Esther Wojcicki, the mom of 2 Silicon Valley CEOs and a doctor, shares key advice for raising successful kids

This parent's 'trick' to raising successful children
This parent's 'trick' to raising successful children

Esther Wojcicki knows what it takes to raise successful children.

Two of her daughters are powerful players in Silicon Valley: Susan Wojcicki is CEO of Google's YouTube and Anne Wojcicki is co-founder and CEO of DNA testing company 23andMe. Her daughter, Janet Wojcicki, is a professor of pediatrics at the University of California at San Francisco.

So what's her secret?

For one, you need to let your kids fail, she told CNBC.

"When you're playing a sport, of course, you fail sometimes. You aren't as good as you wish you would be. If you take a course and you don't do so well, it's OK," said Wojcicki, author of the new book, "How to Raise Successful People: Simple Lessons for Radical Results."

"Maybe you want to do it again or take the exercise again, or do whatever it is, but it's OK not to like everything," she added.

However, that doesn't necessarily mean you shouldn't help your children if they are struggling. The trick is to do it wisely, Wojcicki said in a recent interview with "Power Lunch." "They need to come to you and ask for help," she explained, saying that it's something she uses in her classroom at Palo Alto High School in California, where she she teaches journalism.

"My general response to all kids in class when they ask for help is like, 'Well, did you try to do it yourself?''" she said, urging them to perhaps to seek help online or to talk to a friend. "'Let's see whether you can't figure it out without my intervention.'"

NEW YORK, NY - MAY 05: Esther Wojcicki and CEO of YouTube Susan Wojcicki pose for a photo during YouTube Brandcast presented by Google on May 5, 2016 in New York City. (Photo by Taylor Hill/FilmMagic for YouTube)
Taylor Hill | FilmMagic, Inc | Getty Images

Learning to fail is just one part of Wojcicki's strategy. She boils her formula down to what she calls TRICK, which stands for trust, respect, independence, collaboration, and kindness.

Trust can be something as simple as letting your 8-year-old go shopping alone for school supplies, which Wojcicki did with her grandchildren.

"They're more of an expert than I am. They've been to Target with me a lot," she said. "Why not let them go and do the shopping?" she added. "I just dropped them off and said, 'Call me when you're done.' And they did."

It's the same type thing she did with her own kids.
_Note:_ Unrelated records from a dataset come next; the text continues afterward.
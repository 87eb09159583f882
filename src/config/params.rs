use crate::{Error, Result};
use regex::{Captures, Regex};
use serde::Deserialize;
use std::collections::HashMap;
use std::sync::OnceLock;

/// Runtime parameters passed to a test definition.
#[derive(Debug, Clone, Default)]
pub struct Params {
    values: HashMap<String, String>,
}

impl Params {
    /// Create empty params.
    pub fn new() -> Self {
        Self::default()
    }

    /// Set a parameter value.
    pub fn set(mut self, key: impl Into<String>, value: impl Into<String>) -> Self {
        self.values.insert(key.into(), value.into());
        self
    }

    /// Get a parameter value.
    pub fn get(&self, key: &str) -> Option<&str> {
        self.values.get(key).map(|s| s.as_str())
    }

    pub fn is_empty(&self) -> bool {
        self.values.is_empty()
    }

    /// Parse from CLI args like "key=value".
    pub fn from_args(args: &[String]) -> Result<Self> {
        let mut params = Self::new();
        for arg in args {
            let (key, value) = arg.split_once('=').ok_or_else(|| {
                Error::Config(format!("invalid param '{}', expected key=value", arg))
            })?;
            let key = key.trim();
            if key.is_empty() {
                return Err(Error::Config(format!("invalid param '{}', empty key", arg)));
            }
            params.values.insert(key.to_string(), value.to_string());
        }
        Ok(params)
    }
}

/// Parameter definition declared in a test file.
#[derive(Debug, Clone, Default, Deserialize)]
pub struct ParamDef {
    /// Whether this parameter is required.
    #[serde(default)]
    pub required: bool,

    /// Default value if not provided.
    pub default: Option<String>,

    /// Description for documentation.
    pub description: Option<String>,
}

fn placeholder_re() -> &'static Regex {
    static RE: OnceLock<Regex> = OnceLock::new();
    RE.get_or_init(|| {
        Regex::new(r"\$\{(env:)?([A-Za-z_][A-Za-z0-9_.\-]*)\}").expect("placeholder regex")
    })
}

/// Substitute `${name}` and `${env:NAME}` placeholders in a string.
///
/// Lookup order for `${name}`: explicit params, then the declared default.
/// A required param with neither is an error; an undeclared one is left as-is.
/// `${env:NAME}` reads the process environment and falls back to params.
pub fn substitute(
    template: &str,
    params: &Params,
    defs: &HashMap<String, ParamDef>,
) -> Result<String> {
    let mut missing: Option<String> = None;

    let out = placeholder_re().replace_all(template, |caps: &Captures<'_>| {
        let whole = caps[0].to_string();
        let name = &caps[2];

        if caps.get(1).is_some() {
            return std::env::var(name)
                .ok()
                .or_else(|| params.get(name).map(str::to_string))
                .unwrap_or_else(|| {
                    missing.get_or_insert_with(|| format!("env:{}", name));
                    whole
                });
        }

        if let Some(v) = params.get(name) {
            return v.to_string();
        }
        match defs.get(name) {
            Some(def) => match (&def.default, def.required) {
                (Some(default), _) => default.clone(),
                (None, true) => {
                    missing.get_or_insert_with(|| name.to_string());
                    whole
                }
                (None, false) => String::new(),
            },
            None => whole,
        }
    });

    if let Some(name) = missing {
        return Err(Error::Config(format!("missing required parameter: {}", name)));
    }
    Ok(out.into_owned())
}

/// Recursively substitute params in every string of a YAML document.
pub fn substitute_value(
    value: &mut serde_yaml::Value,
    params: &Params,
    defs: &HashMap<String, ParamDef>,
) -> Result<()> {
    match value {
        serde_yaml::Value::String(s) => {
            *s = substitute(s, params, defs)?;
        }
        serde_yaml::Value::Mapping(map) => {
            for (_, v) in map.iter_mut() {
                substitute_value(v, params, defs)?;
            }
        }
        serde_yaml::Value::Sequence(seq) => {
            for v in seq.iter_mut() {
                substitute_value(v, params, defs)?;
            }
        }
        _ => {}
    }
    Ok(())
}

#[cfg(test)]
mod tests {
    use super::*;

    fn def(required: bool, default: Option<&str>) -> ParamDef {
        ParamDef {
            required,
            default: default.map(str::to_string),
            description: None,
        }
    }

    #[test]
    fn substitutes_explicit_param() {
        let params = Params::new().set("host", "staging.example.test");
        let out = substitute("https://${host}/login", &params, &HashMap::new()).unwrap();
        assert_eq!(out, "https://staging.example.test/login");
    }

    #[test]
    fn falls_back_to_default() {
        let mut defs = HashMap::new();
        defs.insert("tenant".to_string(), def(false, Some("acme")));
        let out = substitute("switch to ${tenant}", &Params::new(), &defs).unwrap();
        assert_eq!(out, "switch to acme");
    }

    #[test]
    fn required_param_missing_is_error() {
        let mut defs = HashMap::new();
        defs.insert("password".to_string(), def(true, None));
        let err = substitute("${password}", &Params::new(), &defs).unwrap_err();
        assert!(err.to_string().contains("password"));
    }

    #[test]
    fn optional_param_without_default_is_empty() {
        let mut defs = HashMap::new();
        defs.insert("suffix".to_string(), def(false, None));
        let out = substitute("name${suffix}", &Params::new(), &defs).unwrap();
        assert_eq!(out, "name");
    }

    #[test]
    fn undeclared_placeholder_is_kept() {
        let out = substitute("${unknown} stays", &Params::new(), &HashMap::new()).unwrap();
        assert_eq!(out, "${unknown} stays");
    }

    #[test]
    fn env_placeholder_reads_environment() {
        std::env::set_var("EOKA_QA_PARAMS_TEST_HOST", "ci.example.test");
        let out = substitute(
            "https://${env:EOKA_QA_PARAMS_TEST_HOST}",
            &Params::new(),
            &HashMap::new(),
        )
        .unwrap();
        assert_eq!(out, "https://ci.example.test");
    }

    #[test]
    fn env_placeholder_missing_is_error() {
        let err = substitute(
            "${env:EOKA_QA_PARAMS_TEST_SURELY_UNSET}",
            &Params::new(),
            &HashMap::new(),
        )
        .unwrap_err();
        assert!(err.to_string().contains("EOKA_QA_PARAMS_TEST_SURELY_UNSET"));
    }

    #[test]
    fn params_from_args() {
        let args = vec!["email=qa@example.test".to_string(), "pass=a=b".to_string()];
        let params = Params::from_args(&args).unwrap();
        assert_eq!(params.get("email"), Some("qa@example.test"));
        assert_eq!(params.get("pass"), Some("a=b"));
        assert!(Params::from_args(&["novalue".to_string()]).is_err());
        assert!(Params::from_args(&["=x".to_string()]).is_err());
    }
}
Her daughter, Anne at 23andMe, credited her parents for giving her a childhood that has allowed her to flourish. "We were just very supported, but we were really encouraged to, you know, be creative and to be independent."

"My parents really looked at us always as like mini adults," Anne Wojcicki told CNBC Make It last year. "The one thing that my parents really did is they gave us a taste of freedom. And they encouraged it. They encouraged us to find our passions, they weren't controlling."

Here's what it was like growing up in the family that raised two of the most successful women in Silicon Valley
Here's what it was like growing up in the family that raised two of the most successful women in Silicon Valley

Even corporate America is embracing the type of values Esther Wojcicki is promoting. A global hotel chain is now using TRICK to train and empower their employees. Esther and Anne have also met with Gap.

"These companies were actually looking for ways that they could treat their employees better," she said. "The better you feel about your company and the people that you work for, the harder you work."

That said, not everyone is convinced yet. Wojcicki said there have been some naysayers, who just don't understand her thinking.

One misconception is "that it's too easy," she said. "It's too simple you know, you didn't think about it long enough." However, she argued, "I've been thinking about this for 35 years. And I'm telling you, it works."